The figure also shows the costs using a serverless Container-as-a-Service (CaaS) product called AWS Fargate. We show only one cost curve for Fargate as the lines with and without free tier provisioning overlap for this service. There are no free Fargate invocations; only SNS notifications and some calls to S3 are free in this scenario. For the case of a one-minute run, using Lambda is cheaper than using Fargate. However, Fargate becomes an option when the solver running time exceeds the duration limit of the FaaS service (e.g., 15 min).

Finally, in larger organizations the solver service may be shared by multiple applications, and the always-on service may be a better alternative. For example—for the specific scenario described in this section—the always-on approach becomes a better option when the service is called 606 or more times per day (see Figure 5). At one call per hour, an organization should have at least 26 systems using the shared service for the always-on service to be the best approach. Properly choosing the deployment option—always-on serverless functions or serverless containers—is a challenge to be addressed in real installations.

6. Open Challenges

We argued for a serverless computing approach for the adaptation component of a self-optimizing system. Our proof-of-concept implementation and cost analysis show that this is feasible and useful. In this section, we identify four challenges that must be addressed for this vision to become a reality.

First, cloud functions have a maximum running time (AWS: 15min, Azure: 10min, Google: 9min). If the calculations exceed the limit, the function expires and the work is lost. While it is possible for the limit to be extended in the near future, it is nevertheless possible that some problems take too long to solve as cloud functions. For example, in 2018 AWS increased its Lambda limit from 5 to 15 min (Source: https://aws.amazon.com/about-aws/whats-new/2018/10/aws-lambda-supports-functions-that-can-run-up-to-15-minutes/). In the AWS ecosystem, the Fargate serverless container service can be used for such problems. The challenge is to design a system that can automatically use the cheapest service for the specific size (in terms of partitions) and frequency of its adaptation loop.

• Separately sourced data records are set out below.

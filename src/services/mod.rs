//! Application services layer - Use cases and business logic.
//!
//! Services orchestrate domain types, the event bus and the scheduler to
//! fulfil application use cases. They depend on abstractions (traits) for
//! dependency inversion.

pub mod container;
mod onboarding_service;

// Service Container
pub use container::{ServiceContainer, Services};

// Service traits and implementations
pub use onboarding_service::{establish_ws_connection, OnboardingService, UserOnboarding};

#[cfg(any(test, feature = "test-utils"))]
pub use container::MockServiceContainer;

#[cfg(any(test, feature = "test-utils"))]
pub use onboarding_service::MockOnboardingService;
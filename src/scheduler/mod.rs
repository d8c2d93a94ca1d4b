//! Timer facility - named one-shot timeouts and fixed-period intervals.

pub mod registry;

pub use registry::{millis, SchedulerRegistry, TimerInfo, TimerKind};
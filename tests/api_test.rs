//! Integration tests for API endpoints.
//!
//! Requests are driven through the full router with `tower::ServiceExt`,
//! no socket is bound.

use std::sync::{Arc, Mutex};
use std::time::Duration;

use async_trait::async_trait;
use axum::body::{to_bytes, Body};
use axum::http::{header, Request, StatusCode};
use axum::Router;
use serde_json::Value;
use tower::ServiceExt;

use onboarding_service::api::{create_router, AppState};
use onboarding_service::config::{Config, UserIdStrategy, JOB_NAME_DELETE_EXPIRED_USERS};
use onboarding_service::domain::CreateUserRequest;
use onboarding_service::errors::{AppError, AppResult};
use onboarding_service::scheduler::SchedulerRegistry;
use onboarding_service::services::{OnboardingService, ServiceContainer, Services};

// =============================================================================
// Test Helpers
// =============================================================================

/// Onboarding service answering from a fixed script
struct ScriptedOnboarding {
    seen: Mutex<Vec<String>>,
}

impl ScriptedOnboarding {
    fn new() -> Self {
        Self {
            seen: Mutex::new(Vec::new()),
        }
    }
}

#[async_trait]
impl OnboardingService for ScriptedOnboarding {
    async fn create_user(&self, request: CreateUserRequest) -> AppResult<String> {
        self.seen.lock().unwrap().push(request.email.clone());
        match request.email.as_str() {
            "taken@example.com" => Err(AppError::conflict("16532_establish_ws")),
            "boom@example.com" => Err(AppError::event_bus("dispatch failed")),
            _ => Ok("User Created Successfully".to_string()),
        }
    }
}

fn scripted_app() -> (Router, Arc<ScriptedOnboarding>) {
    let onboarding = Arc::new(ScriptedOnboarding::new());
    let state = AppState::new(onboarding.clone(), SchedulerRegistry::new());
    (create_router(state), onboarding)
}

fn bootstrapped_app(config: &Config) -> (Router, Services) {
    let services = Services::bootstrap(config).unwrap();
    let router = create_router(AppState::from_services(&services));
    (router, services)
}

fn post_user(body: &str) -> Request<Body> {
    Request::builder()
        .method("POST")
        .uri("/users")
        .header(header::CONTENT_TYPE, "application/json")
        .body(Body::from(body.to_string()))
        .unwrap()
}

fn get(uri: &str) -> Request<Body> {
    Request::builder().uri(uri).body(Body::empty()).unwrap()
}

fn delete(uri: &str) -> Request<Body> {
    Request::builder()
        .method("DELETE")
        .uri(uri)
        .body(Body::empty())
        .unwrap()
}

async fn text(response: axum::response::Response) -> String {
    let bytes = to_bytes(response.into_body(), usize::MAX).await.unwrap();
    String::from_utf8(bytes.to_vec()).unwrap()
}

async fn json(response: axum::response::Response) -> Value {
    serde_json::from_str(&text(response).await).unwrap()
}

// =============================================================================
// Root And Health
// =============================================================================

#[tokio::test]
async fn test_root_returns_greeting() {
    let (app, _) = scripted_app();

    let response = app.oneshot(get("/")).await.unwrap();

    assert_eq!(response.status(), StatusCode::OK);
    assert_eq!(text(response).await, "Hello World!");
}

#[tokio::test(start_paused = true)]
async fn test_health_reports_armed_timers() {
    let (app, services) = bootstrapped_app(&Config::default());

    let response = app.oneshot(get("/health")).await.unwrap();

    assert_eq!(response.status(), StatusCode::OK);
    let body = json(response).await;
    assert_eq!(body["status"], "healthy");
    assert_eq!(body["timers"], 1);

    services.scheduler().shutdown();
}

#[tokio::test]
async fn test_openapi_document_is_served() {
    let (app, _) = scripted_app();

    let response = app.oneshot(get("/api-docs/openapi.json")).await.unwrap();

    assert_eq!(response.status(), StatusCode::OK);
    let body = json(response).await;
    assert!(body["paths"]["/users"].is_object());
    assert!(body["paths"]["/timers/{name}"].is_object());
}

// =============================================================================
// User Creation
// =============================================================================

#[tokio::test]
async fn test_create_user_returns_created_confirmation() {
    let (app, onboarding) = scripted_app();

    let response = app
        .oneshot(post_user(r#"{"email":"a@example.com"}"#))
        .await
        .unwrap();

    assert_eq!(response.status(), StatusCode::CREATED);
    assert_eq!(text(response).await, "User Created Successfully");
    assert_eq!(*onboarding.seen.lock().unwrap(), vec!["a@example.com"]);
}

#[tokio::test]
async fn test_create_user_rejects_invalid_email() {
    let (app, onboarding) = scripted_app();

    let response = app
        .oneshot(post_user(r#"{"email":"not-an-email"}"#))
        .await
        .unwrap();

    assert_eq!(response.status(), StatusCode::BAD_REQUEST);
    let body = json(response).await;
    assert_eq!(body["error"]["code"], "VALIDATION_ERROR");
    assert_eq!(body["error"]["message"], "Invalid email format");
    assert!(onboarding.seen.lock().unwrap().is_empty());
}

#[tokio::test]
async fn test_create_user_rejects_malformed_body() {
    let (app, onboarding) = scripted_app();

    let response = app.oneshot(post_user("{")).await.unwrap();

    assert_eq!(response.status(), StatusCode::BAD_REQUEST);
    assert_eq!(json(response).await["error"]["code"], "BAD_REQUEST");
    assert!(onboarding.seen.lock().unwrap().is_empty());
}

#[tokio::test]
async fn test_create_user_conflict_maps_to_409() {
    let (app, _) = scripted_app();

    let response = app
        .oneshot(post_user(r#"{"email":"taken@example.com"}"#))
        .await
        .unwrap();

    assert_eq!(response.status(), StatusCode::CONFLICT);
    assert_eq!(json(response).await["error"]["code"], "CONFLICT");
}

#[tokio::test]
async fn test_create_user_hides_internal_failures() {
    let (app, _) = scripted_app();

    let response = app
        .oneshot(post_user(r#"{"email":"boom@example.com"}"#))
        .await
        .unwrap();

    assert_eq!(response.status(), StatusCode::INTERNAL_SERVER_ERROR);
    let body = json(response).await;
    assert_eq!(body["error"]["code"], "EVENT_BUS_ERROR");
    assert!(!body["error"]["message"]
        .as_str()
        .unwrap()
        .contains("dispatch failed"));
}

#[tokio::test(start_paused = true)]
async fn test_static_ids_conflict_while_timeout_pending() {
    let config = Config {
        user_id_strategy: UserIdStrategy::Static,
        ..Config::default()
    };
    let (app, services) = bootstrapped_app(&config);

    let first = app
        .clone()
        .oneshot(post_user(r#"{"email":"a@example.com"}"#))
        .await
        .unwrap();
    assert_eq!(first.status(), StatusCode::CREATED);

    let second = app
        .clone()
        .oneshot(post_user(r#"{"email":"b@example.com"}"#))
        .await
        .unwrap();
    assert_eq!(second.status(), StatusCode::CONFLICT);

    // Once the timeout has fired the name is free again
    tokio::time::sleep(Duration::from_secs(6)).await;
    let third = app
        .oneshot(post_user(r#"{"email":"c@example.com"}"#))
        .await
        .unwrap();
    assert_eq!(third.status(), StatusCode::CREATED);

    services.scheduler().shutdown();
}

// =============================================================================
// Timers
// =============================================================================

#[tokio::test(start_paused = true)]
async fn test_timers_list_includes_connection_timeout() {
    let config = Config {
        user_id_strategy: UserIdStrategy::Static,
        ..Config::default()
    };
    let (app, services) = bootstrapped_app(&config);

    app.clone()
        .oneshot(post_user(r#"{"email":"a@example.com"}"#))
        .await
        .unwrap();

    let response = app.oneshot(get("/timers")).await.unwrap();
    assert_eq!(response.status(), StatusCode::OK);

    let body = json(response).await;
    let names: Vec<&str> = body
        .as_array()
        .unwrap()
        .iter()
        .map(|t| t["name"].as_str().unwrap())
        .collect();
    assert_eq!(names, vec!["16532_establish_ws", JOB_NAME_DELETE_EXPIRED_USERS]);
    assert_eq!(body[0]["kind"], "timeout");
    assert_eq!(body[0]["period_ms"], 5000);
    assert_eq!(body[1]["kind"], "interval");

    services.scheduler().shutdown();
}

#[tokio::test(start_paused = true)]
async fn test_get_unknown_timer_is_not_found() {
    let (app, services) = bootstrapped_app(&Config::default());

    let response = app.oneshot(get("/timers/missing")).await.unwrap();

    assert_eq!(response.status(), StatusCode::NOT_FOUND);
    assert_eq!(json(response).await["error"]["code"], "NOT_FOUND");

    services.scheduler().shutdown();
}

#[tokio::test(start_paused = true)]
async fn test_delete_timer_cancels_it() {
    let (app, services) = bootstrapped_app(&Config::default());
    let uri = format!("/timers/{}", JOB_NAME_DELETE_EXPIRED_USERS);

    let response = app.clone().oneshot(delete(&uri)).await.unwrap();
    assert_eq!(response.status(), StatusCode::NO_CONTENT);
    assert!(!services.scheduler().contains(JOB_NAME_DELETE_EXPIRED_USERS));

    let again = app.oneshot(delete(&uri)).await.unwrap();
    assert_eq!(again.status(), StatusCode::NOT_FOUND);
}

Second, some systems for which a serverless approach makes sense may outgrow it and require an always-on service. Again, a cloud-native solution should automatically choose the architecture that is best for the specific system configuration and complexity. This adaptation should be dynamic and transparent.

Third, we identify a challenge not specific to serverless architectures: interacting self-aware applications that use information from other systems during the adaptation decisions [45]. As the serverless approach decouples the adaptation components from the main systems, such a system could be orchestrated if we provide proper APIs and connectors.

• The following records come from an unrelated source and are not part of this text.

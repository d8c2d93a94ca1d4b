//! Application-wide constants
//!
//! Centralized location for magic values to improve maintainability.

// =============================================================================
// Server Configuration
// =============================================================================

/// Default server host address
pub const DEFAULT_SERVER_HOST: &str = "0.0.0.0";

/// Default server port
pub const DEFAULT_SERVER_PORT: u16 = 3000;

// =============================================================================
// Onboarding
// =============================================================================

/// Confirmation returned to the client once a user is created
pub const USER_CREATED_CONFIRMATION: &str = "User Created Successfully";

/// Greeting served on the root endpoint
pub const ROOT_GREETING: &str = "Hello World!";

/// Identifier handed out by the static id strategy
pub const STATIC_USER_ID: &str = "16532";

/// Suffix of the per-user connection timeout name (`{user_id}_establish_ws`)
pub const WS_TIMEOUT_SUFFIX: &str = "_establish_ws";

/// Build the timeout name for a user's delayed connection
pub fn ws_timeout_name(user_id: &str) -> String {
    format!("{}{}", user_id, WS_TIMEOUT_SUFFIX)
}

// =============================================================================
// Events
// =============================================================================

/// Event name published after a user is created
pub const EVENT_USER_CREATED: &str = "created.user";

// =============================================================================
// Timers & Background Jobs
// =============================================================================

/// Default delay before the welcome gift is considered sent
pub const DEFAULT_WELCOME_GIFT_DELAY_MS: u64 = 3_000;

/// Default delay before a new user's socket connection is established
pub const DEFAULT_WS_CONNECT_DELAY_MS: u64 = 5_000;

/// Default period of the expired-user cleanup job
pub const DEFAULT_CLEANUP_INTERVAL_MS: u64 = 10_000;

/// Registry name of the expired-user cleanup job
pub const JOB_NAME_DELETE_EXPIRED_USERS: &str = "delete_expired_users";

Fourth, even though we focused on adaptation decisions (especially those related to performance tuning), the community should think about realizing the vision of fully self-aware systems [45]. Could a cloud-native architecture that leverages serverless computing offerings help in realizing such systems?

7. Concluding Remarks

The idea that complex software systems should be autonomic and self-adaptive has been around for more than a decade. Yet, while some adaptive functionality has made it to commercial systems, most real databases still depend on manual (expert) tuning. One reason self-adaptation mechanisms have not made it into production is that their tuning tends to require exploring a large configuration space or running expensive algorithms—prohibitive operations that compete for the valuable and limited resources (CPU and memory) of the system being tuned.

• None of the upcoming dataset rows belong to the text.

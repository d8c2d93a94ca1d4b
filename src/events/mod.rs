//! Application events and the in-process bus that dispatches them.

pub mod bus;

pub use bus::{Dispatch, Event, EventBus, ListenerMode};
//! Application state - Dependency injection container.
//!
//! Provides handlers with the onboarding service and the timer registry.

use std::sync::Arc;

use crate::scheduler::SchedulerRegistry;
use crate::services::{OnboardingService, ServiceContainer};

/// Application state shared by all handlers.
#[derive(Clone)]
pub struct AppState {
    /// Onboarding service
    pub onboarding: Arc<dyn OnboardingService>,
    /// Named timers, for inspection and cancellation
    pub scheduler: SchedulerRegistry,
}

impl AppState {
    /// Create application state from a service container.
    pub fn from_services(services: &dyn ServiceContainer) -> Self {
        Self::new(services.onboarding(), services.scheduler())
    }

    /// Create application state with manually injected services.
    pub fn new(onboarding: Arc<dyn OnboardingService>, scheduler: SchedulerRegistry) -> Self {
        Self {
            onboarding,
            scheduler,
        }
    }
}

A way to overcome the limitations described above is to adopt a serverless microservice design for the controller. Through SPREDS, a proof-of-concept self-partitioning cloud cache, we demonstrate that this approach is feasible, useful, and overcomes the cost and performance limitations of prior designs. We encourage the community to adopt this architectural design, so that cloud-based autonomic systems can be affordably implemented in production.